_RECORDS FOR PROCESSING_

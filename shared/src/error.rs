use thiserror::Error;

use crate::EnvelopeKind;

/// Errors that can occur when reshaping envelopes
#[derive(Debug, Clone, PartialEq, Eq, Error)]
pub enum EnvelopeError {
    /// Attempted to readdress an envelope that carries no node/lane address
    #[error("{kind} envelopes carry no node or lane address and cannot be readdressed")]
    NotLaneAddressed { kind: EnvelopeKind },

    /// Envelope was not of the kind the caller required
    #[error("Expected a {expected} envelope, found {found}")]
    UnexpectedKind {
        expected: EnvelopeKind,
        found: EnvelopeKind,
    },
}
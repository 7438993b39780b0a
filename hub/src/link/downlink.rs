use std::{
    fmt,
    sync::{
        atomic::{AtomicBool, Ordering},
        Arc, Weak,
    },
};

use arc_swap::ArcSwapOption;
use log::{debug, info, trace, warn};

use meshlink_shared::{Envelope, EnvelopeKind, LinkRequest, SyncRequest, Uri, Value};

use crate::{
    link::link_state::{CLOSED_DOWN, CLOSED_UP, SYNC},
    Flow, LaneError, LinkContext, LinkError, LinkState, PullOutcome, PullRequest, RemoteLinkHub,
};

/// The peer's link to a lane hosted on this side. There is at most one per
/// `(node_uri, lane_uri)`; every link or sync request the peer sends for that
/// lane goes through it.
///
/// Requests from the peer queue up and are pulled by the lane's context.
/// Events from the lane queue down and are written to the transport one pull
/// at a time.
pub struct RemoteDownlink {
    hub: Weak<RemoteLinkHub>,
    me: Weak<RemoteDownlink>,
    remote_node_uri: Uri,
    node_uri: Uri,
    lane_uri: Uri,
    prio: f32,
    rate: f32,
    body: Value,
    context: ArcSwapOption<ContextSlot>,
    state: LinkState,
    /// Set while the connection is down; the next connect reopens the link
    disconnected: AtomicBool,
}

struct ContextSlot(Arc<dyn LinkContext>);

impl RemoteDownlink {
    pub(crate) fn new(
        hub: Weak<RemoteLinkHub>,
        remote_node_uri: Uri,
        node_uri: Uri,
        lane_uri: Uri,
        prio: f32,
        rate: f32,
        body: Value,
    ) -> Arc<Self> {
        Arc::new_cyclic(|me| Self {
            hub,
            me: me.clone(),
            remote_node_uri,
            node_uri,
            lane_uri,
            prio,
            rate,
            body,
            context: ArcSwapOption::empty(),
            state: LinkState::new(),
            disconnected: AtomicBool::new(false),
        })
    }

    pub fn node_uri(&self) -> &Uri {
        &self.node_uri
    }

    pub fn lane_uri(&self) -> &Uri {
        &self.lane_uri
    }

    /// The node URI the peer addressed this lane by
    pub fn remote_node_uri(&self) -> &Uri {
        &self.remote_node_uri
    }

    pub fn prio(&self) -> f32 {
        self.prio
    }

    pub fn rate(&self) -> f32 {
        self.rate
    }

    pub fn body(&self) -> &Value {
        &self.body
    }

    pub fn state(&self) -> &LinkState {
        &self.state
    }

    /// Whether the peer ever asked to sync; reopening re-syncs if so
    pub fn is_sync(&self) -> bool {
        self.state.is_set(SYNC)
    }

    pub fn is_closed(&self) -> bool {
        self.state.is_set(CLOSED_DOWN)
    }

    pub fn has_context(&self) -> bool {
        self.context.load().is_some()
    }

    /// Binds the lane context that receives this link's requests.
    pub(crate) fn attach(&self, context: Arc<dyn LinkContext>) {
        self.context.store(Some(Arc::new(ContextSlot(context))));
        if !self.state.is_empty(Flow::Up) && self.state.feed(Flow::Up) {
            self.notify_up();
        }
    }

    // Up: peer to lane

    pub fn queue_up(&self, envelope: Envelope) -> Result<(), LinkError> {
        let kind = envelope.kind();
        if !kind.is_request() {
            return Err(LinkError::UnsupportedEnvelope {
                link: "downlink",
                flow: Flow::Up,
                kind,
            });
        }
        if self.state.is_set(CLOSED_UP) {
            return Err(LinkError::Closed);
        }
        if kind == EnvelopeKind::Sync {
            self.state.try_set(SYNC);
        }
        if let Some(hub) = self.hub.upgrade() {
            if kind == EnvelopeKind::Command {
                hub.metrics().downlinks.command.increment();
            }
            hub.backlog().received_queued();
            hub.reconcile_backlog();
        }
        if self.state.queue(Flow::Up, envelope) {
            self.notify_up();
        }
        Ok(())
    }

    fn notify_up(&self) {
        loop {
            if let Some(slot) = self.context.load_full() {
                slot.0.feed();
                return;
            }
            // no context yet; `attach` re-feeds once one is bound
            self.state.park(Flow::Up);
            if self.context.load().is_none() || !self.state.feed(Flow::Up) {
                return;
            }
        }
    }

    /// Hands the next queued request to the lane context. Called by the
    /// context once per `LinkContext::feed`.
    pub fn pull_up(&self) -> PullOutcome {
        let Some(slot) = self.context.load_full() else {
            self.state.park(Flow::Up);
            return PullOutcome::Skipped;
        };
        let envelope = match self.state.pull(Flow::Up) {
            Ok(Some(envelope)) => envelope,
            Ok(None) => {
                if let Ok(true) = self.state.skip(Flow::Up) {
                    self.notify_up();
                }
                return PullOutcome::Skipped;
            }
            Err(error) => {
                debug!("dropping stale pull on downlink {:?}: {}", self.lane_uri, error);
                return PullOutcome::Failed(error.into());
            }
        };
        let delivered = slot.0.push(envelope);
        if let Some(hub) = self.hub.upgrade() {
            hub.backlog().received_delivered();
            hub.reconcile_backlog();
        }
        match self.state.push(Flow::Up) {
            Ok(true) => self.notify_up(),
            Ok(false) => {}
            Err(error) => trace!("downlink {:?} was reset mid-pull: {}", self.lane_uri, error),
        }
        match delivered {
            Ok(()) => PullOutcome::Delivered,
            Err(error) => {
                let current = self
                    .context
                    .load_full()
                    .is_some_and(|current| Arc::ptr_eq(&current, &slot));
                if current {
                    self.did_fail_up(&error);
                }
                PullOutcome::Failed(error.into())
            }
        }
    }

    fn did_fail_up(&self, error: &LaneError) {
        warn!(
            "lane {:?} {:?} failed, closing the peer's link: {}",
            self.node_uri, self.lane_uri, error
        );
        self.close_up();
    }

    // Down: lane to peer

    /// Queues a response from the lane for the peer.
    pub fn queue_down(&self, envelope: Envelope) -> Result<(), LinkError> {
        let kind = envelope.kind();
        if !kind.is_response() {
            return Err(LinkError::UnsupportedEnvelope {
                link: "downlink",
                flow: Flow::Down,
                kind,
            });
        }
        if self.state.is_set(CLOSED_DOWN) {
            return Err(LinkError::Closed);
        }
        let hub = self.hub.upgrade().ok_or(LinkError::HubDropped)?;
        if kind == EnvelopeKind::Event {
            hub.metrics().downlinks.event.increment();
        }
        hub.backlog().sent_queued();
        hub.reconcile_backlog();
        if self.state.queue(Flow::Down, envelope) {
            self.notify_down(&hub);
        }
        Ok(())
    }

    /// Writes the next queued response to the transport. Called once per
    /// `Transport::feed`.
    pub fn pull_down(&self) -> PullOutcome {
        let Some(hub) = self.hub.upgrade() else {
            return PullOutcome::Failed(LinkError::HubDropped);
        };
        let envelope = match self.state.pull(Flow::Down) {
            Ok(Some(envelope)) => envelope,
            Ok(None) => {
                if let Ok(true) = self.state.skip(Flow::Down) {
                    self.notify_down(&hub);
                }
                return PullOutcome::Skipped;
            }
            Err(error) => {
                debug!("dropping stale pull on downlink {:?}: {}", self.lane_uri, error);
                return PullOutcome::Failed(error.into());
            }
        };
        hub.backlog().sent_written();
        let written = envelope
            .with_node_uri(self.remote_node_uri.clone())
            .map_err(LinkError::from)
            .and_then(|envelope| hub.write_envelope(envelope).map_err(LinkError::from));
        hub.reconcile_backlog();
        match self.state.push(Flow::Down) {
            Ok(true) => self.notify_down(&hub),
            Ok(false) => {}
            Err(error) => trace!("downlink {:?} was reset mid-pull: {}", self.lane_uri, error),
        }
        match written {
            Ok(()) => PullOutcome::Delivered,
            Err(error) => {
                warn!("failed to write to {:?} {:?}: {}", self.remote_node_uri, self.lane_uri, error);
                PullOutcome::Failed(error)
            }
        }
    }

    fn notify_down(&self, hub: &RemoteLinkHub) {
        if let Some(me) = self.me.upgrade() {
            hub.feed(PullRequest::Downlink(me));
        }
    }

    // Lifecycle

    /// Resumes both flows, or reopens the link if the connection dropped
    /// since it was last up.
    pub fn did_connect(&self) {
        if self.disconnected.swap(false, Ordering::AcqRel) {
            self.did_reconnect();
            return;
        }
        if let Some(slot) = self.context.load_full() {
            slot.0.did_connect();
        }
        if !self.state.is_empty(Flow::Up) && self.state.feed(Flow::Up) {
            self.notify_up();
        }
        if let Some(hub) = self.hub.upgrade() {
            if !self.state.is_empty(Flow::Down) && self.state.feed(Flow::Down) {
                self.notify_down(&hub);
            }
        }
    }

    fn did_reconnect(&self) {
        if let Err(error) = self.reopen() {
            warn!(
                "failed to reopen downlink {:?} {:?} after reconnecting: {}",
                self.node_uri, self.lane_uri, error
            );
            return;
        }
        if let Some(hub) = self.hub.upgrade() {
            if !self.state.is_empty(Flow::Down) && self.state.feed(Flow::Down) {
                self.notify_down(&hub);
            }
        }
    }

    /// Resets both flows and discards responses that never reached the peer.
    /// The `SYNC` bit survives for the `reopen` on the next connect.
    pub fn did_disconnect(&self) {
        self.disconnected.store(true, Ordering::Release);
        self.state.reset();
        let dropped = self.state.clear(Flow::Down);
        if let Some(hub) = self.hub.upgrade() {
            hub.backlog().sent_dropped(dropped);
        }
        if let Some(slot) = self.context.load_full() {
            slot.0.did_disconnect();
        }
    }

    /// Replaces the lane context with a fresh one and re-issues the original
    /// link, or sync if the peer ever synced, without the peer noticing.
    ///
    /// Fails with `Superseded` if the peer has since linked the lane again
    /// through another downlink. If the lane cannot be reopened the link is
    /// closed and the peer told so.
    pub fn reopen(&self) -> Result<(), LinkError> {
        let hub = self.hub.upgrade().ok_or(LinkError::HubDropped)?;
        let me = self.me.upgrade().ok_or(LinkError::HubDropped)?;
        let runtime = hub.runtime();

        if !hub.register_downlink(&me) {
            debug!("downlink {:?} {:?} was superseded", self.node_uri, self.lane_uri);
            return Err(LinkError::Superseded);
        }
        self.disconnected.store(false, Ordering::Release);

        if let Some(slot) = self.context.swap(None) {
            slot.0.did_close();
            if let Err(error) = runtime.close_downlink(self) {
                warn!("failed to close lane context of {:?}: {}", self.lane_uri, error);
            }
        }
        self.state.reset_flow(Flow::Up);
        let dropped = self.state.clear(Flow::Up);
        hub.backlog().received_dropped(dropped);
        let was_closed = self.state.is_set(CLOSED_DOWN);
        self.state.unset(CLOSED_UP | CLOSED_DOWN);
        if was_closed {
            hub.metrics().downlinks.open.increment();
        }

        let context = match runtime.open_downlink(&me) {
            Ok(context) => context,
            Err(error) => {
                self.close_up();
                return Err(error.into());
            }
        };
        self.attach(context);

        let request: Envelope = if self.is_sync() {
            SyncRequest::with_params(
                self.node_uri.clone(),
                self.lane_uri.clone(),
                self.prio,
                self.rate,
                self.body.clone(),
            )
            .into()
        } else {
            LinkRequest::with_params(
                self.node_uri.clone(),
                self.lane_uri.clone(),
                self.prio,
                self.rate,
                self.body.clone(),
            )
            .into()
        };
        info!(
            "reopening downlink {:?} {:?} with a {} request",
            self.node_uri,
            self.lane_uri,
            request.kind()
        );
        self.queue_up(request)
    }

    /// The lane is done with this link: unregister it and tell the peer.
    pub fn close_up(&self) {
        if !self.state.try_set(CLOSED_UP) {
            return;
        }
        match self.hub.upgrade() {
            Some(hub) => hub.close_downlink(self),
            None => {
                if let Err(error) = self.close_down() {
                    warn!("failed to close downlink {:?}: {}", self.lane_uri, error);
                }
            }
        }
    }

    /// Releases the lane context. Only the first call has an effect.
    pub fn close_down(&self) -> Result<(), LaneError> {
        if !self.state.try_set(CLOSED_DOWN) {
            return Ok(());
        }
        self.state.try_set(CLOSED_UP);
        let dropped_up = self.state.clear(Flow::Up);
        let dropped_down = self.state.clear(Flow::Down);
        if let Some(slot) = self.context.swap(None) {
            slot.0.did_close();
        }
        debug!("closed downlink {:?} {:?}", self.node_uri, self.lane_uri);
        let Some(hub) = self.hub.upgrade() else {
            return Ok(());
        };
        hub.backlog().received_dropped(dropped_up);
        hub.backlog().sent_dropped(dropped_down);
        hub.reconcile_backlog();
        hub.metrics().downlinks.close.increment();
        hub.runtime().close_downlink(self)
    }
}

impl fmt::Debug for RemoteDownlink {
    fn fmt(&self, f: &mut fmt::Formatter<'_>) -> fmt::Result {
        f.debug_struct("RemoteDownlink")
            .field("node_uri", &self.node_uri)
            .field("lane_uri", &self.lane_uri)
            .field("remote_node_uri", &self.remote_node_uri)
            .field("state", &self.state)
            .finish()
    }
}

_THE TASK_
Gather and copy every line of the data in which the string "connection" is found.

_SOLUTION BELOW_
    /// Set while the connection is down; the next connect reopens the link
    /// Resumes both flows, or reopens the link if the connection dropped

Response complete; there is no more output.